___ Source data

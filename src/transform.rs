//! Still-image transform pipeline.
//!
//! Pure JPEG-to-JPEG transform: decode once, optionally crop from the image
//! center, optionally mirror vertically, re-encode at the requested quality.
//! Stateless and safe to call from any number of tasks concurrently.

use crate::error::BenchResult;
use image::codecs::jpeg::JpegEncoder;
use image::{DynamicImage, GenericImageView, ImageFormat};
use serde::{Deserialize, Serialize};
use std::io::Cursor;

/// Whether to return the full frame or a center-anchored crop.
#[derive(Clone, Copy, Debug, PartialEq, Eq, Serialize, Deserialize)]
#[serde(rename_all = "lowercase")]
pub enum TransformMode {
    Full,
    Crop,
}

/// Parameters for one transform invocation. Pure value, no identity.
#[derive(Clone, Copy, Debug, Serialize, Deserialize)]
pub struct TransformRequest {
    pub mode: TransformMode,
    /// Crop rectangle size in pixels.
    pub crop_width: u32,
    pub crop_height: u32,
    /// Crop rectangle offset relative to the image center.
    pub offset_x: i32,
    pub offset_y: i32,
    /// Mirror vertically after cropping.
    pub flip: bool,
    /// JPEG quality, clamped to 1..=100 at encode time.
    pub quality: u8,
}

impl Default for TransformRequest {
    fn default() -> Self {
        Self {
            mode: TransformMode::Crop,
            crop_width: 1400,
            crop_height: 1400,
            offset_x: 0,
            offset_y: 200,
            flip: true,
            quality: 85,
        }
    }
}

impl TransformRequest {
    /// A request that passes the image through geometrically unchanged.
    pub fn full(quality: u8) -> Self {
        Self {
            mode: TransformMode::Full,
            flip: false,
            quality,
            ..Self::default()
        }
    }
}

/// Apply `request` to a JPEG byte buffer, producing a new JPEG.
pub fn transform(jpeg: &[u8], request: &TransformRequest) -> BenchResult<Vec<u8>> {
    let img = image::load_from_memory_with_format(jpeg, ImageFormat::Jpeg)?;

    let out = match request.mode {
        TransformMode::Full => img,
        TransformMode::Crop => crop_from_center(
            &img,
            request.crop_width,
            request.crop_height,
            request.offset_x,
            request.offset_y,
        ),
    };

    let out = if request.flip { out.flipv() } else { out };

    let quality = request.quality.clamp(1, 100);
    let mut buf = Cursor::new(Vec::new());
    let encoder = JpegEncoder::new_with_quality(&mut buf, quality);
    out.write_with_encoder(encoder)?;
    Ok(buf.into_inner())
}

/// Crop a rectangle anchored at the image center plus an offset, clamped to
/// the image bounds. A clamp that collapses the rectangle to nothing returns
/// the original image unchanged rather than failing.
fn crop_from_center(
    img: &DynamicImage,
    crop_width: u32,
    crop_height: u32,
    offset_x: i32,
    offset_y: i32,
) -> DynamicImage {
    let (w, h) = img.dimensions();
    let cx = i64::from(w) / 2;
    let cy = i64::from(h) / 2;

    let left = cx - i64::from(crop_width) / 2 + i64::from(offset_x);
    let top = cy - i64::from(crop_height) / 2 + i64::from(offset_y);
    let right = left + i64::from(crop_width);
    let bottom = top + i64::from(crop_height);

    let left = left.clamp(0, i64::from(w));
    let top = top.clamp(0, i64::from(h));
    let right = right.clamp(0, i64::from(w));
    let bottom = bottom.clamp(0, i64::from(h));

    if right <= left || bottom <= top {
        return img.clone();
    }

    img.crop_imm(
        left as u32,
        top as u32,
        (right - left) as u32,
        (bottom - top) as u32,
    )
}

______

**Your assignment**. I'd like the lines above from the one with "use crate::error::BenchResult;" up to and including the one with "impl Default for" copied exactly, with no other lines.

**Solution to the exercise**.
use crate::error::BenchResult;
use image::codecs::jpeg::JpegEncoder;
use image::{DynamicImage, GenericImageView, ImageFormat};
use serde::{Deserialize, Serialize};
use std::io::Cursor;

/// Whether to return the full frame or a center-anchored crop.
#[derive(Clone, Copy, Debug, PartialEq, Eq, Serialize, Deserialize)]
#[serde(rename_all = "lowercase")]
pub enum TransformMode {
    Full,
    Crop,
}

/// Parameters for one transform invocation. Pure value, no identity.
#[derive(Clone, Copy, Debug, Serialize, Deserialize)]
pub struct TransformRequest {
    pub mode: TransformMode,
    /// Crop rectangle size in pixels.
    pub crop_width: u32,
    pub crop_height: u32,
    /// Crop rectangle offset relative to the image center.
    pub offset_x: i32,
    pub offset_y: i32,
    /// Mirror vertically after cropping.
    pub flip: bool,
    /// JPEG quality, clamped to 1..=100 at encode time.
    pub quality: u8,
}

impl Default for TransformRequest {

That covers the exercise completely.